→ TASK ITEM
Every line that contains "tests" must be located and copied from the data.

→ RECORD SET
************

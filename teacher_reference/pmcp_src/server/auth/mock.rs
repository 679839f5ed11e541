//! Mock token validator for development and testing.
//!
//! This module provides a mock token validator that always returns a configurable
//! authentication context. **Never use in production.**
//!
//! # Example
//!
//! ```rust
//! use pmcp::server::auth::{MockValidator, AuthContext};
//!
//! // Create a mock validator for testing
//! let validator = MockValidator::new("test-user")
//!     .with_tenant_id("test-tenant")
//!     .with_scopes(vec!["read", "write"])
//!     .with_claim("email", "test@example.com");
//! ```

use super::config::MockValidatorConfig;
use super::traits::{AuthContext, TokenValidator};
use crate::error::Result;
use async_trait::async_trait;
use std::collections::HashMap;

/// Mock token validator for development and testing.
///
/// This validator always returns a successful authentication result with
/// the configured user ID, scopes, and claims. It's useful for:
///
/// - Unit testing tools that require authentication
/// - Local development without setting up OAuth
/// - Integration testing with controlled auth contexts
///
/// # Warning
///
/// **Never use `MockValidator` in production.** It bypasses all security
/// checks and accepts any token (or no token at all).
///
/// # Example
///
/// ```rust
/// use pmcp::server::auth::{MockValidator, TokenValidator};
///
/// # async fn example() -> Result<(), Box<dyn std::error::Error>> {
/// let validator = MockValidator::new("dev-user")
///     .with_scopes(vec!["read", "write", "admin"])
///     .with_claim("email", "dev@example.com")
///     .with_claim("name", "Developer");
///
/// // Any token will work
/// let auth = validator.validate("any-token").await?;
/// assert_eq!(auth.user_id(), "dev-user");
/// assert!(auth.has_scope("admin"));
/// # Ok(())
/// # }
/// ```
#[derive(Debug, Clone)]
pub struct MockValidator {
    /// User ID to return.
    user_id: String,
    /// Tenant ID to return.
    tenant_id: Option<String>,
    /// Scopes to grant.
    scopes: Vec<String>,
    /// Client ID.
    client_id: Option<String>,
    /// Additional claims.
    claims: HashMap<String, serde_json::Value>,
    /// Whether to always authenticate (true) or require token presence (false).
    always_authenticated: bool,
}

impl MockValidator {
    /// Create a new mock validator with the given user ID.
    ///
    /// # Example
    ///
    /// ```rust
    /// use pmcp::server::auth::MockValidator;
    ///
    /// let validator = MockValidator::new("test-user-123");
    /// ```
    pub fn new(user_id: impl Into<String>) -> Self {
        Self {
            user_id: user_id.into(),
            tenant_id: None,
            scopes: vec!["read".to_string(), "write".to_string()],
            client_id: Some("mock-client".to_string()),
            claims: HashMap::new(),
            always_authenticated: true,
        }
    }

    /// Create a mock validator from configuration.
    pub fn from_config(config: MockValidatorConfig) -> Self {
        let mut claims = HashMap::new();

        // Convert claims from serde_json::Value
        if let Some(obj) = config.claims.as_object() {
            for (key, value) in obj {
                claims.insert(key.clone(), value.clone());
            }
        }

        // Add tenant_id to claims if configured
        if let Some(ref tenant_id) = config.default_tenant_id {
            claims.insert(
                "tenant_id".to_string(),
                serde_json::Value::String(tenant_id.clone()),
            );
        }

        Self {
            user_id: config.default_user_id,
            tenant_id: config.default_tenant_id,
            scopes: config.default_scopes,
            client_id: config.default_client_id,
            claims,
            always_authenticated: config.always_authenticated,
        }
    }

    /// Set the tenant ID.
    ///
    /// # Example
    ///
    /// ```rust
    /// use pmcp::server::auth::MockValidator;
    ///
    /// let validator = MockValidator::new("user")
    ///     .with_tenant_id("tenant-abc");
    /// ```
    pub fn with_tenant_id(mut self, tenant_id: impl Into<String>) -> Self {
        let tenant = tenant_id.into();
        self.tenant_id = Some(tenant.clone());
        self.claims
            .insert("tenant_id".to_string(), serde_json::Value::String(tenant));
        self
    }

    /// Set the scopes to grant.
    ///
    /// # Example
    ///
    /// ```rust
    /// use pmcp::server::auth::MockValidator;
    ///
    /// let validator = MockValidator::new("user")
    ///     .with_scopes(vec!["read", "write", "admin"]);
    /// ```
    pub fn with_scopes<I, S>(mut self, scopes: I) -> Self
    where
        I: IntoIterator<Item = S>,
        S: Into<String>,
    {
        self.scopes = scopes.into_iter().map(Into::into).collect();
        self
    }

    /// Set the client ID.
    ///
    /// # Example
    ///
    /// ```rust
    /// use pmcp::server::auth::MockValidator;
    ///
    /// let validator = MockValidator::new("user")
    ///     .with_client_id("my-test-client");
    /// ```
    pub fn with_client_id(mut self, client_id: impl Into<String>) -> Self {
        self.client_id = Some(client_id.into());
        self
    }

    /// Add a claim.
    ///
    /// # Example
    ///
    /// ```rust
    /// use pmcp::server::auth::MockValidator;
    ///
    /// let validator = MockValidator::new("user")
    ///     .with_claim("email", "user@example.com")
    ///     .with_claim("roles", serde_json::json!(["admin", "user"]));
    /// ```
    pub fn with_claim(
        mut self,
        key: impl Into<String>,
        value: impl Into<serde_json::Value>,
    ) -> Self {
        self.claims.insert(key.into(), value.into());
        self
    }

    /// Set whether to always authenticate regardless of token presence.
    ///
    /// When `true` (default), validation succeeds even without a token.
    /// When `false`, validation fails if no token is provided.
    ///
    /// # Example
    ///
    /// ```rust
    /// use pmcp::server::auth::MockValidator;
    ///
    /// // Require a token (any token works, but must be present)
    /// let validator = MockValidator::new("user")
    ///     .require_token();
    /// ```
    pub fn require_token(mut self) -> Self {
        self.always_authenticated = false;
        self
    }

    /// Build the mock auth context.
    fn build_context(&self, token: Option<&str>) -> AuthContext {
        let mut claims = self.claims.clone();

        // Add email if not present
        if !claims.contains_key("email") {
            claims.insert(
                "email".to_string(),
                serde_json::Value::String(format!("{}@mock.local", self.user_id)),
            );
        }

        // Add name if not present
        if !claims.contains_key("name") {
            claims.insert(
                "name".to_string(),
                serde_json::Value::String(format!("Mock User {}", self.user_id)),
            );
        }

        AuthContext {
            subject: self.user_id.clone(),
            scopes: self.scopes.clone(),
            claims,
            token: token.map(String::from),
            client_id: self.client_id.clone(),
            expires_at: Some(
                std::time::SystemTime::now()
                    .duration_since(std::time::UNIX_EPOCH)
                    .unwrap()
                    .as_secs()
                    + 3600,
            ),
            authenticated: true,
        }
    }
}

impl Default for MockValidator {
    fn default() -> Self {
        Self::new("mock-user")
    }
}

#[async_trait]
impl TokenValidator for MockValidator {
    async fn validate(&self, token: &str) -> Result<AuthContext> {
        // If require_token is set and token is empty, fail
        if !self.always_authenticated && token.is_empty() {
            return Err(crate::error::Error::protocol(
                crate::error::ErrorCode::AUTHENTICATION_REQUIRED,
                "Token required",
            ));
        }

        Ok(self.build_context(Some(token)))
    }
}

/// Builder for creating mock auth contexts in tests.
///
/// This is useful for unit tests where you want to create specific
/// auth contexts without going through the validator.
///
/// # Example
///
/// ```rust
/// use pmcp::server::auth::MockAuthContextBuilder;
///
/// let auth = MockAuthContextBuilder::new()
///     .user_id("test-user")
///     .tenant_id("test-tenant")
///     .scopes(vec!["read", "write"])
///     .claim("email", "test@example.com")
///     .build();
///
/// assert_eq!(auth.user_id(), "test-user");
/// assert_eq!(auth.tenant_id(), Some("test-tenant"));
/// ```
#[derive(Debug, Default)]
pub struct MockAuthContextBuilder {
    user_id: String,
    tenant_id: Option<String>,
    scopes: Vec<String>,
    client_id: Option<String>,
    claims: HashMap<String, serde_json::Value>,
    token: Option<String>,
}

impl MockAuthContextBuilder {
    /// Create a new builder.
    pub fn new() -> Self {
        Self {
            user_id: "mock-user".to_string(),
            scopes: vec!["read".to_string(), "write".to_string()],
            client_id: Some("mock-client".to_string()),
            ..Default::default()
        }
    }

    /// Set the user ID.
    pub fn user_id(mut self, user_id: impl Into<String>) -> Self {
        self.user_id = user_id.into();
        self
    }

    /// Set the tenant ID.
    pub fn tenant_id(mut self, tenant_id: impl Into<String>) -> Self {
        let tenant = tenant_id.into();
        self.tenant_id = Some(tenant.clone());
        self.claims
            .insert("tenant_id".to_string(), serde_json::Value::String(tenant));
        self
    }

    /// Set the scopes.
    pub fn scopes<I, S>(mut self, scopes: I) -> Self
    where
        I: IntoIterator<Item = S>,
        S: Into<String>,
    {
        self.scopes = scopes.into_iter().map(Into::into).collect();
        self
    }

    /// Set the client ID.
    pub fn client_id(mut self, client_id: impl Into<String>) -> Self {
        self.client_id = Some(client_id.into());
        self
    }

    /// Add a claim.
    pub fn claim(mut self, key: impl Into<String>, value: impl Into<serde_json::Value>) -> Self {
        self.claims.insert(key.into(), value.into());
        self
    }

    /// Set the token.
    pub fn token(mut self, token: impl Into<String>) -> Self {
        self.token = Some(token.into());
        self
    }

    /// Build the auth context.
    pub fn build(self) -> AuthContext {
        let mut claims = self.claims;

        // Add email if not present
        if !claims.contains_key("email") {
            claims.insert(
                "email".to_string(),
                serde_json::Value::String(format!("{}@mock.local", self.user_id)),
            );
        }

        AuthContext {
            subject: self.user_id,
            scopes: self.scopes,
            claims,
            token: self.token,
            client_id: self.client_id,
            expires_at: Some(
                std::time::SystemTime::now()
                    .duration_since(std::time::UNIX_EPOCH)
                    .unwrap()
                    .as_secs()
                    + 3600,
            ),
            authenticated: true,
        }
    }
}

#[cfg(test)]
mod tests {
    use super::*;

    #[tokio::test]
    async fn test_mock_validator_basic() {
        let validator = MockValidator::new("test-user");
        let auth = validator.validate("any-token").await.unwrap();

        assert_eq!(auth.user_id(), "test-user");
        assert!(auth.authenticated);
        assert!(auth.has_scope("read"));
        assert!(auth.has_scope("write"));
    }

    #[tokio::test]
    async fn test_mock_validator_with_tenant() {
        let validator = MockValidator::new("test-user").with_tenant_id("tenant-123");

        let auth = validator.validate("token").await.unwrap();
        assert_eq!(auth.tenant_id(), Some("tenant-123"));
    }

    #[tokio::test]
    async fn test_mock_validator_with_claims() {
        let validator = MockValidator::new("test-user")
            .with_claim("email", "test@example.com")
            .with_claim("roles", serde_json::json!(["admin"]));

        let auth = validator.validate("token").await.unwrap();
        assert_eq!(auth.email(), Some("test@example.com"));

        let roles: Option<Vec<String>> = auth.claim("roles");
        assert_eq!(roles, Some(vec!["admin".to_string()]));
    }

    #[tokio::test]
    async fn test_mock_validator_custom_scopes() {
        let validator =
            MockValidator::new("test-user").with_scopes(vec!["custom:read", "custom:write"]);

        let auth = validator.validate("token").await.unwrap();
        assert!(auth.has_scope("custom:read"));
        assert!(auth.has_scope("custom:write"));
        assert!(!auth.has_scope("read")); // Default scope not present
    }

    #[tokio::test]
    async fn test_mock_validator_require_token() {
        let validator = MockValidator::new("test-user").require_token();

        // Empty token should fail
        let result = validator.validate("").await;
        assert!(result.is_err());

        // Non-empty token should succeed
        let result = validator.validate("some-token").await;
        assert!(result.is_ok());
    }

    #[test]
    fn test_mock_auth_context_builder() {
        let auth = MockAuthContextBuilder::new()
            .user_id("builder-user")
            .tenant_id("builder-tenant")
            .scopes(vec!["scope1", "scope2"])
            .claim("custom", "value")
            .build();

        assert_eq!(auth.user_id(), "builder-user");
        assert_eq!(auth.tenant_id(), Some("builder-tenant"));
        assert!(auth.has_scope("scope1"));
        assert!(auth.has_scope("scope2"));

        let custom: Option<String> = auth.claim("custom");
        assert_eq!(custom, Some("value".to_string()));
    }

    #[test]
    fn test_from_config() {
        let config = MockValidatorConfig {
            default_user_id: "config-user".to_string(),
            default_tenant_id: Some("config-tenant".to_string()),
            default_scopes: vec!["read".to_string()],
            default_client_id: Some("config-client".to_string()),
            claims: serde_json::json!({"custom": "claim"}),
            always_authenticated: true,
        };

        let validator = MockValidator::from_config(config);
        assert_eq!(validator.user_id, "config-user");
        assert_eq!(validator.tenant_id, Some("config-tenant".to_string()));
        assert_eq!(validator.scopes, vec!["read".to_string()]);
    }
}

************

→ TASK OUTPUT
/// Builder for creating mock auth contexts in tests.
/// This is useful for unit tests where you want to create specific
mod tests {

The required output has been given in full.